[What you are asked to do]: Find the string "PathBuf" in the data, and copy out each line that has it.

[Start of section]

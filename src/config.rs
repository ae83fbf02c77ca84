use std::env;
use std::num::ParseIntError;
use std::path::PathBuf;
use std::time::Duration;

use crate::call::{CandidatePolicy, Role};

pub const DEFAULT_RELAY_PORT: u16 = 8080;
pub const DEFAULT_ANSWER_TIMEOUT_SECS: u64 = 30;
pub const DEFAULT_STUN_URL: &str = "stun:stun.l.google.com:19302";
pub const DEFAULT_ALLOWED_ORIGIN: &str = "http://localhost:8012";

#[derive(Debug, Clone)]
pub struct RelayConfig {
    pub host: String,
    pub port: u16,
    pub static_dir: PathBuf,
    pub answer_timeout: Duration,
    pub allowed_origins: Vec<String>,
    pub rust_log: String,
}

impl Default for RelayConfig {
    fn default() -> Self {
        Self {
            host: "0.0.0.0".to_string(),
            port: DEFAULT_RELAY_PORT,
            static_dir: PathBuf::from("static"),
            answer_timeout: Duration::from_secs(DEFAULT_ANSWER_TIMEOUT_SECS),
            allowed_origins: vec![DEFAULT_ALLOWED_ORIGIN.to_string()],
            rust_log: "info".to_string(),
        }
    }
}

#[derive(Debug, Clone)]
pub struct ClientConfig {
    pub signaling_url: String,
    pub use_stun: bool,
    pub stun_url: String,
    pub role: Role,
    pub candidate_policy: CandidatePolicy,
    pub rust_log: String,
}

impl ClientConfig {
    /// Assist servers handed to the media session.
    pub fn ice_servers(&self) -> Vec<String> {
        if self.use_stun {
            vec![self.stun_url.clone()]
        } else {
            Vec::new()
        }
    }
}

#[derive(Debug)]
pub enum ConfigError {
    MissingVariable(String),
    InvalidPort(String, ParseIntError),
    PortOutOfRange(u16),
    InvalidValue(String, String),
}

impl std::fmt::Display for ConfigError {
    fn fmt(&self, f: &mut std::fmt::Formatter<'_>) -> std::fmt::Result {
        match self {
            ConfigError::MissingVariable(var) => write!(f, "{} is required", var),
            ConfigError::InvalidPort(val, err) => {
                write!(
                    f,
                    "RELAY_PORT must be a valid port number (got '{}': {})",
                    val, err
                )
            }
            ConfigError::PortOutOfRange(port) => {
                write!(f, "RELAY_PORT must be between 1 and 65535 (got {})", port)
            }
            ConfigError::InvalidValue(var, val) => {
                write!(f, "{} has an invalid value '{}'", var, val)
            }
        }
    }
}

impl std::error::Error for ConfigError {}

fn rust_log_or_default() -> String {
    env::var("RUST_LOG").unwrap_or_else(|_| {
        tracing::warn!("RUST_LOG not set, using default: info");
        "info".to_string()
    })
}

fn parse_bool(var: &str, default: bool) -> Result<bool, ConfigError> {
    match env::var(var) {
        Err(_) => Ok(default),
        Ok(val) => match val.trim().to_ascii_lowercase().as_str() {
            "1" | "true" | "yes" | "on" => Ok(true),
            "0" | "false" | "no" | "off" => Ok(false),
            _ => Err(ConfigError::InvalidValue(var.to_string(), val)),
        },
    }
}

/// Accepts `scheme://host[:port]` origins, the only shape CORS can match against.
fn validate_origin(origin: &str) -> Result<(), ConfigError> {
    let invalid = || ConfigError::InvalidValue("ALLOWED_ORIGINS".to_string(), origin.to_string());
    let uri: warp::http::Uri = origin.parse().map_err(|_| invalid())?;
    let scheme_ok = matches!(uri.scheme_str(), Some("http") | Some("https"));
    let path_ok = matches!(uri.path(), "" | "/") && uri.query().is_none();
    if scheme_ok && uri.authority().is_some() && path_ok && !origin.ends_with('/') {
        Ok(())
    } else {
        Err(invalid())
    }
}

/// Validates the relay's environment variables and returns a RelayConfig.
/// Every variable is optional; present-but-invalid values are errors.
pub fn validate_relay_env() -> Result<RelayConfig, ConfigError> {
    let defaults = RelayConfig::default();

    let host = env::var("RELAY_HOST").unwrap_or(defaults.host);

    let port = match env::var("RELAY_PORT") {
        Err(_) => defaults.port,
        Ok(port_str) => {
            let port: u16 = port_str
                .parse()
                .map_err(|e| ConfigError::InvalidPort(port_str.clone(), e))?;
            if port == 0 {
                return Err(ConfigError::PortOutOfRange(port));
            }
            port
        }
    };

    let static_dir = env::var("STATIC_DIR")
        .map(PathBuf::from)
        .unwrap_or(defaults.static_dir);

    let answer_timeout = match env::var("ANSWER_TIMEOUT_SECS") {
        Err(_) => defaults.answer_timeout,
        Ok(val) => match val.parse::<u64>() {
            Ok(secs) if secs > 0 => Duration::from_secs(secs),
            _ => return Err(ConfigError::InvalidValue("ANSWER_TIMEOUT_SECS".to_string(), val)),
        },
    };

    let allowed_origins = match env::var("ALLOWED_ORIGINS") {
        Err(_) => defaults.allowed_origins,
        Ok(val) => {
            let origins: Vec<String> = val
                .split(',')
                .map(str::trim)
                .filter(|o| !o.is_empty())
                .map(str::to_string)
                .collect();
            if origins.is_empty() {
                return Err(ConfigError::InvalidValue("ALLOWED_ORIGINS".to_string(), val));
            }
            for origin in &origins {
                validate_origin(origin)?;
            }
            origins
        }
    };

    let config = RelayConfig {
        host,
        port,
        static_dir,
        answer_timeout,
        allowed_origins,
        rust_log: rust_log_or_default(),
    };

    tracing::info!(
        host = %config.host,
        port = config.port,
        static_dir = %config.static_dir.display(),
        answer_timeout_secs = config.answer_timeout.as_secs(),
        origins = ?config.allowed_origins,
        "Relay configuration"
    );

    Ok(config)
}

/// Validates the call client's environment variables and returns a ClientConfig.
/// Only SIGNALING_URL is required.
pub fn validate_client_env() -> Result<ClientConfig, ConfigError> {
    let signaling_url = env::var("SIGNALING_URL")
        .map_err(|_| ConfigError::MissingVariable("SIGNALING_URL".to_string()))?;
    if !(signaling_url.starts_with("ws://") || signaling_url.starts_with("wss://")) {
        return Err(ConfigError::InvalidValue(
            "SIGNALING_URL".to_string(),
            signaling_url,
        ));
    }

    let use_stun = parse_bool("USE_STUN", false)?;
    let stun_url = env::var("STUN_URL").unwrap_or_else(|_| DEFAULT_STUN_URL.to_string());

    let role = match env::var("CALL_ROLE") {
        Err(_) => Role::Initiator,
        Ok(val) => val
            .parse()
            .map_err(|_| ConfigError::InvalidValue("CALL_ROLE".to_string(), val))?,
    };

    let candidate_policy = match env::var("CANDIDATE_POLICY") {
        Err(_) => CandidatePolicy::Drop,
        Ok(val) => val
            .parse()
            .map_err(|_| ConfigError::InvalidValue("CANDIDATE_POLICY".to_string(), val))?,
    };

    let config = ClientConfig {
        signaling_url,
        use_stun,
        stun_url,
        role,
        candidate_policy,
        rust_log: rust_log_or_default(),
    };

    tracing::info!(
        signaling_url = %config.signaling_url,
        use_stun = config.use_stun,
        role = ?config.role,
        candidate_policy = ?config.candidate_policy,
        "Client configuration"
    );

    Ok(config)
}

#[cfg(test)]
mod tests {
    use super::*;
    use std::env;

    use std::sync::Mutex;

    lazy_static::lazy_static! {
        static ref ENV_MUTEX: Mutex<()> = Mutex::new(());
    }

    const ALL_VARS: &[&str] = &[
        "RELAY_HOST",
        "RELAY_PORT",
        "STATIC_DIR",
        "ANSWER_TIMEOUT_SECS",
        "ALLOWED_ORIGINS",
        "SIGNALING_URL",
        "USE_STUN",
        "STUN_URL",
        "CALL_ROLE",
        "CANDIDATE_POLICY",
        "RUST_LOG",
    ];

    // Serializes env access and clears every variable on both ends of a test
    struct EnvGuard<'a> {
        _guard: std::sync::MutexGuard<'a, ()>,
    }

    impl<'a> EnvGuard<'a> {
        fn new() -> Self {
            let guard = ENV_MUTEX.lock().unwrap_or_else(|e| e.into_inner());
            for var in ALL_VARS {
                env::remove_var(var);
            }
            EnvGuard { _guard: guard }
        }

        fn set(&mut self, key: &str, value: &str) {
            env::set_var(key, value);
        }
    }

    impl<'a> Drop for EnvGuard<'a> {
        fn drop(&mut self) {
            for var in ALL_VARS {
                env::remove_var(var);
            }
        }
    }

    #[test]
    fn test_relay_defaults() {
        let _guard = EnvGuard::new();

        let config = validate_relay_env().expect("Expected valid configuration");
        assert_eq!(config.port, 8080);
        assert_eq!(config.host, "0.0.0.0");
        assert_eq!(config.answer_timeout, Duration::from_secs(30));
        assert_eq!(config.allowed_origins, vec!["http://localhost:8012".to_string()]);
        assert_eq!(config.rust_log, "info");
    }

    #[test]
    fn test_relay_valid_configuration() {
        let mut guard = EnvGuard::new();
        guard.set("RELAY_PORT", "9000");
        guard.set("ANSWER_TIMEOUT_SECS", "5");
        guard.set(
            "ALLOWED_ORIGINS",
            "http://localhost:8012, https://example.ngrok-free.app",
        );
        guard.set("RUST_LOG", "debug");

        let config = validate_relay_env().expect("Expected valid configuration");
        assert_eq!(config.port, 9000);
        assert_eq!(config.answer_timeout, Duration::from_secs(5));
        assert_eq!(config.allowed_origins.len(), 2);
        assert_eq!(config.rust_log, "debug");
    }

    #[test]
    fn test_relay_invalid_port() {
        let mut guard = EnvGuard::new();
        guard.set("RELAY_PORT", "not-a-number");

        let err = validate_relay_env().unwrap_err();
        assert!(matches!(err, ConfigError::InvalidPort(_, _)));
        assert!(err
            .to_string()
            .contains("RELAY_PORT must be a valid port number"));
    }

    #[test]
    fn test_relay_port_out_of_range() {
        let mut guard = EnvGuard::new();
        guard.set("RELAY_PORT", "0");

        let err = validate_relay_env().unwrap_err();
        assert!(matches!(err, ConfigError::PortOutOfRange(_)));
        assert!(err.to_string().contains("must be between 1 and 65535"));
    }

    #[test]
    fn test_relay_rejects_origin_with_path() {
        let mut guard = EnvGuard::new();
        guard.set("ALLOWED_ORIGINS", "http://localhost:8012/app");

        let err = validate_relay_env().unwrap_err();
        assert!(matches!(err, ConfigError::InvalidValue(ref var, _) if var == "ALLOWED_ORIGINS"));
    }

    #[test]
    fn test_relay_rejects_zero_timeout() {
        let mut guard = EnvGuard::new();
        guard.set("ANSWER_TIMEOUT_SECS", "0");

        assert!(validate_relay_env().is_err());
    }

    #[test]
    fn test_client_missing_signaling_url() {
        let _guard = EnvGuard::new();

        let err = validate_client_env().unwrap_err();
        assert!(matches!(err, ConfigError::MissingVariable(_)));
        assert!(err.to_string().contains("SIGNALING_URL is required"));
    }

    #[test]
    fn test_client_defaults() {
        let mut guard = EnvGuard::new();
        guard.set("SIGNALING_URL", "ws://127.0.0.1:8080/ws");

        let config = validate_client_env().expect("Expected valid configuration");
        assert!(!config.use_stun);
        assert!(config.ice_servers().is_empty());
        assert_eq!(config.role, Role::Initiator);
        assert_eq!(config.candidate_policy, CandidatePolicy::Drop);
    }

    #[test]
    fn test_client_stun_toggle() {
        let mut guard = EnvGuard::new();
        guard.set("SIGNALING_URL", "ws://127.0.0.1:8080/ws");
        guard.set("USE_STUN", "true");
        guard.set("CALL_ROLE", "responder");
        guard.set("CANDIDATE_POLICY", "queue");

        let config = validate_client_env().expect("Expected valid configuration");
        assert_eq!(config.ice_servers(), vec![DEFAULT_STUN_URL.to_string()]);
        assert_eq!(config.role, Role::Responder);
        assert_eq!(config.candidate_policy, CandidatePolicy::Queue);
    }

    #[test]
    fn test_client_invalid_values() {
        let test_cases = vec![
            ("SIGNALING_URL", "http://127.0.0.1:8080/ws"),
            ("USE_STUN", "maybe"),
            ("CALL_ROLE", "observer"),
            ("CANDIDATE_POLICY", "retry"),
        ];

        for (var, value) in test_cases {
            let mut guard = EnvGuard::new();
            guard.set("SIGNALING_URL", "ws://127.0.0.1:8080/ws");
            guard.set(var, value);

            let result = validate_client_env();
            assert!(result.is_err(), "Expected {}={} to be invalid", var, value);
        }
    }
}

[End of section]

[Solution to this exercise]:
use std::path::PathBuf;
    pub static_dir: PathBuf,
            static_dir: PathBuf::from("static"),
        .map(PathBuf::from)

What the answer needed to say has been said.